I've been searching for a solution but unable to find one, so I'm posting here.
I'm using the standard html form layout to upload a file to the server.

   <link type="text/css" rel="stylesheet" href="../../css/content.css" />
               <h2 align="center">Download Data</h2>
               <br/>
               <form name="DownloadForm" action="download.php" method="post" enctype="multipart/form-data">
                  <table>
                     <tr>
                        <td>
                           <input type="hidden" name="MAX_FILE_SIZE" value="10000000" />
                           Upload File: <input type="file" name="uploadFile" />
                       </td>
                    </tr>
                 </table>
                 <h1 align="center"><input id="submitButton" type="submit" value="Submit" /></h1>
              </form>

I created a file that has hex values 0x00 to 0xFF. The file is 256 bytes and I uploaded it.

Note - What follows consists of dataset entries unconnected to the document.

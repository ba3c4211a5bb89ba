//! Randomized card generation.

use crate::core::{Cell, GameRng, GRID_SIZE};

use super::grid::{column_range, Card};

/// Generates randomized cards from an injected RNG.
///
/// Each column rejection-samples its 15-number range until it holds 5
/// distinct values; row assignment is generation order. The range always
/// has three times the values needed, so termination is guaranteed.
#[derive(Clone, Debug)]
pub struct CardGenerator {
    rng: GameRng,
}

impl CardGenerator {
    /// Create a generator over the given random source.
    #[must_use]
    pub fn new(rng: GameRng) -> Self {
        Self { rng }
    }

    /// Produce a fresh card.
    pub fn generate(&mut self) -> Card {
        let mut columns = [[0u8; 5]; 5];

        for col in 0..GRID_SIZE {
            let range = column_range(col);
            let mut held = 0;

            while held < GRID_SIZE as usize {
                let candidate = self.rng.gen_range_u8(range.clone());
                if !columns[col as usize][..held].contains(&candidate) {
                    columns[col as usize][held] = candidate;
                    held += 1;
                }
            }
        }

        Card::from_columns(columns)
    }
}
// SPDX-License-Identifier: MPL-2.0
// This Source Code Form is subject to the terms of the Mozilla Public
// License, v. 2.0. If a copy of the MPL was not distributed with this
// file, You can obtain one at https://mozilla.org/MPL/2.0/.

//! Designated controller election.
//!
//! E1.33 devices accept several controller connections but only talk to the
//! one they picked as designated controller. There is no explicit handshake:
//! the first root-layer message a device sends over our TCP session means it
//! chose us, and a session the device closes before sending anything means it
//! chose someone else.

use crate::protocol::{TransportHeader, TransportType};

/// What an inbound root-layer message means for the session it arrived on.
#[derive(Debug, Clone, Copy, PartialEq, Eq)]
pub(crate) enum InboundSignal {
    /// Not relevant to the session; UDP traffic is not tied to a controller.
    Ignore,
    /// Proof of life on a session we already own.
    Heartbeat,
    /// The device just designated us.
    Elected,
}

/// Classifies a root-layer message received from a device whose session is
/// currently `designated` (or not).
pub(crate) fn classify(transport: &TransportHeader, designated: bool) -> InboundSignal {
    if transport.transport() != TransportType::Tcp {
        return InboundSignal::Ignore;
    }

    if designated {
        InboundSignal::Heartbeat
    } else {
        InboundSignal::Elected
    }
}
// SPDX-License-Identifier: MPL-2.0
// This Source Code Form is subject to the terms of the Mozilla Public
// License, v. 2.0. If a copy of the MPL was not distributed with this
// file, You can obtain one at https://mozilla.org/MPL/2.0/.

//! `e133_manager` - Device connection manager for E1.33 (RDM over IP)
//! controllers.
//!
//! A controller keeps TCP sessions open to the devices it manages. Several
//! controllers may connect to the same device, but the device only talks to
//! one of them, its designated controller. This crate maintains those
//! sessions, infers whether this controller won each device, watches the
//! sessions it won with heartbeats, and reconnects dropped sessions with
//! exponential backoff.
//!
//! # Components
//!
//! - [`backoff`]: retry delay policies
//! - [`connector`]: keeps endpoints connected, retrying with a backoff policy
//! - [`health`]: heartbeat watchdog for designated sessions
//! - [`manager`]: the device manager and its handle
//! - [`event`]: broadcast of device lifecycle events
//! - [`protocol`]: headers and the decoder/encoder traits the manager is
//!   built against
//!
//! The layered E1.33 decoder and the message encoder are not part of this
//! crate; plug them in through [`protocol::Decoder`] and
//! [`protocol::MessageBuilder`].
//!
//! # Quick Start
//!
//! ```no_run
//! use std::net::Ipv4Addr;
//! use std::sync::Arc;
//! use e133_manager::manager::{DeviceManager, ManagerConfig};
//! # use e133_manager::protocol::{Decoder, MessageBuilder};
//! # fn my_decoder() -> Box<dyn Decoder> { unimplemented!() }
//! # fn my_builder() -> Arc<dyn MessageBuilder> { unimplemented!() }
//!
//! #[tokio::main]
//! async fn main() -> e133_manager::Result<()> {
//!     let mut manager = DeviceManager::with_tcp(
//!         ManagerConfig::default(),
//!         my_decoder(),
//!         my_builder(),
//!     );
//!     manager.set_acquire_device_callback(|address| println!("controlling {address}"));
//!     manager.set_release_device_callback(|address| println!("lost {address}"));
//!
//!     let handle = manager.spawn();
//!     handle.add_device(Ipv4Addr::new(192, 168, 1, 40)).await?;
//!     handle.add_device(Ipv4Addr::new(192, 168, 1, 41)).await?;
//!
//!     println!("designated for {:?}", handle.list_managed_devices().await?);
//!     Ok(())
//! }
//! ```

pub mod backoff;
pub mod connector;
pub mod error;
pub mod event;
pub mod health;
pub mod manager;
pub mod protocol;
pub mod transport;

pub use backoff::{BackoffPolicy, ExponentialBackoffPolicy, LinearBackoffPolicy};
pub use connector::{Connector, EndpointState, TcpConnector};
pub use error::{DecodeError, Error, Result};
pub use event::{DeviceEvent, EventBus};
pub use manager::{ConnectionPhase, DeviceManager, DeviceManagerHandle, ManagerConfig};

The $_FILES["uploadFile"]["size"] displays the size correctly as 256 bytes but when I look at it on the server the size is only 252 bytes. It seems that any hex chars of 0x00 are removed. In addition the chars < (0x3C) = (0x3D) and > (0x3E) are removed. I have found that any information after the < character is removed until it encounters a > character. Can anyone tell me why the file isn't being uploaded in tact?

PHP Version = 5.2.10
Apache Version = 2.2.13
Linux Debian

NogDog

I'm not aware of anything PHP would do by default. Assuming you're sure there's not PHP processing of the file before you view it, I'd check with the web host sysadmin to see if they are doing any sort of filtering of file uploads. Maybe try changing the file name suffix to something like ".jpg" which presumably such a filter would not want to mess with (as opposed to text files that might have XSS or other similar malicious content).

kureckam

The server is on an embedded device that we have created so there is nothing that a web hoster would be doing. There is no know filtering going on unless there is something in Apache but I wasn't able to find anything of note. I have also tried multiple file types and extensions but the result is always the same. I just find it interesting that the problem characters are the NULL character and the < > characters as used by scripting languages.

kureckam

My apologies for wasting everyone's time. I found the problem. I had copied some to do the upload and as part of it they were reformatting the file by using strip_tags. I removed that code and it works fine.